Among other peculiarities, Stone had been a member of the board of the journal
Amerasia, in the offices of which the OSS had discovered hundreds of stolen classified U.S. government documents; he was also a founder of the U.S. branch of the Institute for Pacific Relations, which was identified in a unanimous report of the bipartisan Senate Judiciary Committee as “a vehicle used by the Communists to orientate American far eastern policies toward Communist objectives.” He was nevertheless cleared by the State Department board chaired by Snow. When McCarthy blew the whistle, Truman's Civil Service Loyalty Review Board took Stone's case out of Snow's hands for review, whereupon Stone abruptly resigned.
McCarthy asked Snow, "Do you say I lied when I said Acheson had gotten rid of them [Panuch and Bannerman]?" Snow replied: "Yes." McCarthy asked, "You know that Bannerman and Panuch are no longer there, do you not?" Snow answered: "I don't know that; no." McCarthy asked "...on what theory can you say I was lying when you now tell us you do not know who the men were; you do not know who fired them; you do not even know how they were forced out of the department?"

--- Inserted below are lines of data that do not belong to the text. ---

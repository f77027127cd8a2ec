//! Data models
//!
//! Shared between stand-server and API clients.
//! DB row types use `#[cfg_attr(feature = "db", derive(sqlx::FromRow))]`.
//! All IDs are `i64` (SQLite INTEGER PRIMARY KEY), timestamps are epoch millis.

pub mod beverage;
pub mod order;

// Re-exports
pub use beverage::*;
pub use order::*;
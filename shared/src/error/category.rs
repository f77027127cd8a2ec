//! Error category classification

use super::codes::ErrorCode;
use serde::{Deserialize, Serialize};

/// Error category classification based on error code ranges
///
/// - 0xxx: General errors
/// - 4xxx: Order errors
/// - 6xxx: Catalog errors
/// - 9xxx: System errors (and anything unassigned)
#[derive(Debug, Clone, Copy, PartialEq, Eq, Hash, Serialize, Deserialize)]
#[serde(rename_all = "snake_case")]
pub enum ErrorCategory {
    /// General errors (0xxx)
    General,
    /// Order errors (4xxx)
    Order,
    /// Catalog errors (6xxx)
    Catalog,
    /// System errors (9xxx)
    System,
}

impl ErrorCategory {
    /// Determine category from error code value
    pub fn from_code(code: u16) -> Self {
        match code {
            0..1000 => Self::General,
            4000..5000 => Self::Order,
            6000..7000 => Self::Catalog,
            _ => Self::System,
        }
    }
}

impl ErrorCode {
    /// Get the category for this error code
    pub fn category(&self) -> ErrorCategory {
        ErrorCategory::from_code(self.code())
    }
}
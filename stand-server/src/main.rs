use stand_server::{Config, Server, print_banner, setup_environment};

#[tokio::main]
async fn main() -> anyhow::Result<()> {
    // 1. 加载 .env (不存在则忽略)
    let _ = dotenv::dotenv();

    // 2. 加载配置 + 初始化日志
    let config = Config::from_env();
    setup_environment(&config)?;

    if !config.is_production() {
        print_banner();
    }
    tracing::info!(
        environment = %config.environment,
        database = %config.database_path,
        "🍋 Lemonade stand server starting..."
    );

    // 3. 启动 HTTP 服务器 (打开数据库并执行迁移)
    let server = Server::new(config);
    if let Err(e) = server.run().await {
        tracing::error!("Server error: {:#}", e);
        return Err(e);
    }

    Ok(())
}
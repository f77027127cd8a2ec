//! Order Repository (customer_order + order_item)

use std::collections::HashMap;

use super::RepoResult;
use crate::orders::money::to_f64;
use crate::orders::snapshot::ItemSnapshot;
use shared::models::{Order, OrderDetail, OrderItem, OrderStatus};
use sqlx::{SqliteConnection, SqlitePool};

const ORDER_COLUMNS: &str = "id, confirmation_number, customer_name, customer_contact, \
     special_instructions, total_price, status, created_at, updated_at";
const ITEM_COLUMNS: &str = "id, order_id, beverage_id, beverage_size_id, beverage_name, \
     beverage_size, unit_price, quantity, subtotal, notes";

/// Order header as written by the assembly step
#[derive(Debug, Clone)]
pub struct NewOrder<'a> {
    pub confirmation_number: &'a str,
    pub customer_name: &'a str,
    pub customer_contact: &'a str,
    pub special_instructions: Option<&'a str>,
    pub total_price: f64,
    pub created_at: i64,
}

/// Insert the order row. A taken confirmation number surfaces as `RepoError::Duplicate`.
pub async fn insert_order(conn: &mut SqliteConnection, order: &NewOrder<'_>) -> RepoResult<i64> {
    let id: i64 = sqlx::query_scalar(
        "INSERT INTO customer_order (confirmation_number, customer_name, customer_contact, \
         special_instructions, total_price, status, created_at, updated_at) \
         VALUES (?, ?, ?, ?, ?, ?, ?, ?) RETURNING id",
    )
    .bind(order.confirmation_number)
    .bind(order.customer_name)
    .bind(order.customer_contact)
    .bind(order.special_instructions)
    .bind(order.total_price)
    .bind(OrderStatus::Pending)
    .bind(order.created_at)
    .bind(order.created_at)
    .fetch_one(&mut *conn)
    .await?;
    Ok(id)
}

pub async fn insert_item(
    conn: &mut SqliteConnection,
    order_id: i64,
    item: &ItemSnapshot,
) -> RepoResult<i64> {
    let id: i64 = sqlx::query_scalar(
        "INSERT INTO order_item (order_id, beverage_id, beverage_size_id, beverage_name, \
         beverage_size, unit_price, quantity, subtotal, notes) \
         VALUES (?, ?, ?, ?, ?, ?, ?, ?, ?) RETURNING id",
    )
    .bind(order_id)
    .bind(item.beverage_id)
    .bind(item.beverage_size_id)
    .bind(&item.beverage_name)
    .bind(&item.beverage_size)
    .bind(to_f64(item.unit_price))
    .bind(item.quantity)
    .bind(to_f64(item.subtotal))
    .bind(&item.notes)
    .fetch_one(&mut *conn)
    .await?;
    Ok(id)
}

/// All orders, newest first
pub async fn find_all(pool: &SqlitePool) -> RepoResult<Vec<OrderDetail>> {
    let orders = sqlx::query_as::<_, Order>(&format!(
        "SELECT {ORDER_COLUMNS} FROM customer_order ORDER BY created_at DESC, id DESC"
    ))
    .fetch_all(pool)
    .await?;
    let items = sqlx::query_as::<_, OrderItem>(&format!(
        "SELECT {ITEM_COLUMNS} FROM order_item ORDER BY order_id, id"
    ))
    .fetch_all(pool)
    .await?;

    let mut by_order: HashMap<i64, Vec<OrderItem>> = HashMap::new();
    for item in items {
        by_order.entry(item.order_id).or_default().push(item);
    }

    Ok(orders
        .into_iter()
        .map(|order| {
            let items = by_order.remove(&order.id).unwrap_or_default();
            OrderDetail::new(order, items)
        })
        .collect())
}

pub async fn find_by_id(pool: &SqlitePool, id: i64) -> RepoResult<Option<OrderDetail>> {
    let mut conn = pool.acquire().await?;
    find_detail(&mut conn, id).await
}

pub async fn find_by_confirmation(
    pool: &SqlitePool,
    confirmation_number: &str,
) -> RepoResult<Option<OrderDetail>> {
    let mut conn = pool.acquire().await?;
    let id: Option<i64> =
        sqlx::query_scalar("SELECT id FROM customer_order WHERE confirmation_number = ?")
            .bind(confirmation_number)
            .fetch_optional(&mut *conn)
            .await?;
    match id {
        Some(id) => find_detail(&mut conn, id).await,
        None => Ok(None),
    }
}

/// Order with items, on an existing connection (usable inside a transaction)
pub async fn find_detail(conn: &mut SqliteConnection, id: i64) -> RepoResult<Option<OrderDetail>> {
    let order = sqlx::query_as::<_, Order>(&format!(
        "SELECT {ORDER_COLUMNS} FROM customer_order WHERE id = ?"
    ))
    .bind(id)
    .fetch_optional(&mut *conn)
    .await?;

    let Some(order) = order else {
        return Ok(None);
    };

    let items = sqlx::query_as::<_, OrderItem>(&format!(
        "SELECT {ITEM_COLUMNS} FROM order_item WHERE order_id = ? ORDER BY id"
    ))
    .bind(id)
    .fetch_all(&mut *conn)
    .await?;

    Ok(Some(OrderDetail::new(order, items)))
}

/// (orders, order items)
pub async fn count(pool: &SqlitePool) -> RepoResult<(i64, i64)> {
    let orders: i64 = sqlx::query_scalar("SELECT COUNT(*) FROM customer_order")
        .fetch_one(pool)
        .await?;
    let items: i64 = sqlx::query_scalar("SELECT COUNT(*) FROM order_item")
        .fetch_one(pool)
        .await?;
    Ok((orders, items))
}

#[cfg(test)]
mod tests {
    use super::*;
    use crate::db::repository::RepoError;
    use crate::db::test_support::test_pool;
    use rust_decimal::Decimal;

    fn snapshot(name: &str, size: &str, price: Decimal, qty: i32) -> ItemSnapshot {
        ItemSnapshot {
            beverage_id: 1,
            beverage_size_id: 1,
            beverage_name: name.into(),
            beverage_size: size.into(),
            unit_price: price,
            quantity: qty,
            subtotal: price * Decimal::from(qty),
            notes: None,
        }
    }

    fn header(number: &str, created_at: i64) -> NewOrder<'_> {
        NewOrder {
            confirmation_number: number,
            customer_name: "Ann",
            customer_contact: "ann@example.com",
            special_instructions: None,
            total_price: 4.0,
            created_at,
        }
    }

    #[tokio::test]
    async fn test_insert_and_lookup() {
        let pool = test_pool().await;
        let mut conn = pool.acquire().await.unwrap();
        let id = insert_order(&mut conn, &header("LS-1-AAAAAAAA", 1)).await.unwrap();
        insert_item(
            &mut conn,
            id,
            &snapshot("Classic Lemonade", "Small", Decimal::new(200, 2), 2),
        )
        .await
        .unwrap();
        drop(conn);

        let detail = find_by_id(&pool, id).await.unwrap().unwrap();
        assert_eq!(detail.order.status, OrderStatus::Pending);
        assert_eq!(detail.items.len(), 1);
        assert_eq!(detail.items[0].subtotal, 4.0);
        assert_eq!(detail.summary, "2x Classic Lemonade (Small)");

        let by_number = find_by_confirmation(&pool, "LS-1-AAAAAAAA")
            .await
            .unwrap()
            .unwrap();
        assert_eq!(by_number.order.id, id);
        assert!(find_by_confirmation(&pool, "LS-0-NOPE0000").await.unwrap().is_none());
        assert!(find_by_id(&pool, 999).await.unwrap().is_none());
    }

    #[tokio::test]
    async fn test_confirmation_number_is_unique() {
        let pool = test_pool().await;
        let mut conn = pool.acquire().await.unwrap();
        insert_order(&mut conn, &header("LS-1-AAAAAAAA", 1)).await.unwrap();
        let err = insert_order(&mut conn, &header("LS-1-AAAAAAAA", 2))
            .await
            .unwrap_err();
        assert!(matches!(err, RepoError::Duplicate(_)));
    }

    #[tokio::test]
    async fn test_find_all_newest_first() {
        let pool = test_pool().await;
        let mut conn = pool.acquire().await.unwrap();
        let old = insert_order(&mut conn, &header("LS-1-OLD00000", 100)).await.unwrap();
        let new = insert_order(&mut conn, &header("LS-2-NEW00000", 200)).await.unwrap();
        insert_item(&mut conn, new, &snapshot("Pink Lemonade", "Large", Decimal::new(450, 2), 1))
            .await
            .unwrap();
        drop(conn);

        let all = find_all(&pool).await.unwrap();
        let ids: Vec<_> = all.iter().map(|o| o.order.id).collect();
        assert_eq!(ids, vec![new, old]);
        assert_eq!(all[0].items.len(), 1);
        assert!(all[1].items.is_empty());
        assert_eq!(all[1].summary, "No items");
    }

    #[tokio::test]
    async fn test_deleting_order_cascades_items() {
        let pool = test_pool().await;
        let mut conn = pool.acquire().await.unwrap();
        let id = insert_order(&mut conn, &header("LS-1-AAAAAAAA", 1)).await.unwrap();
        insert_item(&mut conn, id, &snapshot("Classic Lemonade", "Small", Decimal::TWO, 1))
            .await
            .unwrap();
        sqlx::query("DELETE FROM customer_order WHERE id = ?")
            .bind(id)
            .execute(&mut *conn)
            .await
            .unwrap();
        drop(conn);
        assert_eq!(count(&pool).await.unwrap(), (0, 0));
    }
}
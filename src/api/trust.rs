//! Trust Scoring API Endpoints
//!
//! Evaluation plus monitoring/governance endpoints for the tier thresholds.

use axum::{
    extract::State,
    http::StatusCode,
    routing::{get, post},
    Json, Router,
};
use serde::{Deserialize, Serialize};
use std::sync::Arc;
use tokio::sync::RwLock;

use crate::scoring::{TierThresholds, TrustMetrics, TrustScorer, TrustVerdict};

/// API state for trust scoring endpoints
#[derive(Clone)]
pub struct TrustApiState {
    pub scorer: Arc<RwLock<TrustScorer>>,
    pub admin_api_key: Option<String>,
}

// Response types

#[derive(Debug, Serialize)]
pub struct TrustEvaluationResponse {
    pub verdict: TrustVerdict,
    pub evaluated_at: String,
}

#[derive(Debug, Serialize)]
pub struct ThresholdsResponse {
    pub normal_threshold: i32,
    pub review_threshold: i32,
}

#[derive(Debug, Deserialize)]
pub struct UpdateThresholdsRequest {
    pub normal_threshold: Option<i32>,
    pub review_threshold: Option<i32>,
    pub admin_api_key: String,
}

// Endpoints

/// POST /trust/evaluate - Score a behavioral snapshot
pub async fn evaluate(
    State(state): State<TrustApiState>,
    Json(metrics): Json<TrustMetrics>,
) -> Json<TrustEvaluationResponse> {
    let scorer = state.scorer.read().await;
    let verdict = scorer.evaluate(&metrics);

    Json(TrustEvaluationResponse {
        verdict,
        evaluated_at: chrono::Utc::now().to_rfc3339(),
    })
}

/// GET /trust/thresholds - Get current tier thresholds
pub async fn get_thresholds(State(state): State<TrustApiState>) -> Json<ThresholdsResponse> {
    let scorer = state.scorer.read().await;
    let thresholds = scorer.thresholds();

    Json(ThresholdsResponse {
        normal_threshold: thresholds.normal_min,
        review_threshold: thresholds.review_min,
    })
}

/// PUT /trust/thresholds - Update tier thresholds (governance only)
pub async fn update_thresholds(
    State(state): State<TrustApiState>,
    Json(payload): Json<UpdateThresholdsRequest>,
) -> Result<Json<ThresholdsResponse>, (StatusCode, String)> {
    // Validate admin API key
    if let Some(ref admin_key) = state.admin_api_key {
        if &payload.admin_api_key != admin_key {
            return Err((StatusCode::FORBIDDEN, "Invalid admin API key".to_string()));
        }
    } else {
        return Err((
            StatusCode::FORBIDDEN,
            "Admin API key not configured".to_string(),
        ));
    }

    let mut scorer = state.scorer.write().await;
    let current = scorer.thresholds();

    let new_thresholds = TierThresholds {
        normal_min: payload.normal_threshold.unwrap_or(current.normal_min),
        review_min: payload.review_threshold.unwrap_or(current.review_min),
    };

    if new_thresholds.review_min >= new_thresholds.normal_min {
        return Err((
            StatusCode::BAD_REQUEST,
            format!(
                "Review threshold ({}) must be below normal threshold ({})",
                new_thresholds.review_min, new_thresholds.normal_min
            ),
        ));
    }

    scorer.set_thresholds(new_thresholds);

    Ok(Json(ThresholdsResponse {
        normal_threshold: new_thresholds.normal_min,
        review_threshold: new_thresholds.review_min,
    }))
}

/// Create the trust scoring API router
pub fn create_trust_router(state: TrustApiState) -> Router {
    Router::new()
        .route("/evaluate", post(evaluate))
        .route("/thresholds", get(get_thresholds).put(update_thresholds))
        .with_state(state)
}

Yes, Snow accused McCarthy of lying, but when asked for specifics, it turned out that he didn't know what he was talking about: He didn't know that a congressional investigation had found one of his charges to be false; he didn't know about the depositions showing another to be false; and he didn't even know that Bannerman and Panuch had been ousted, much less who was or was not responsible.
Not only did Snow fail to show that McCarthy
knew what he was saying was false, he failed even to show that it was
wrong. Moreover, even if McCarthy had been wrong in any of these statements, Snow had zero evidence to back up his accusation that McCarthy
knew what he was saying was wrong. Since Snow's allegations against McCarthy
actually were false, should we jump to the conclusion that Snow was lying? Since he assumed without evidence that McCarthy was guilty, should we apply the same standard to Snow? I don't know whether Snow
knew what he was saying was false, or if he really was as clueless as he appeared to be. When he repeated these false allegations to McKinzie 20 years later, I don't know whether Snow
remembered that what he was saying was false, or if his memory was playing tricks on him. So I'll give him the benefit of the doubt he denied to McCarthy.
Nevertheless, if Snow was telling the truth, then he didn't bother to check the facts before going off half-cocked to make wild, unfounded, and false allegations of serious wrongdoing, with reckless disregard for the character of his target.
That's pretty much a textbook definition of “McCarthyism.”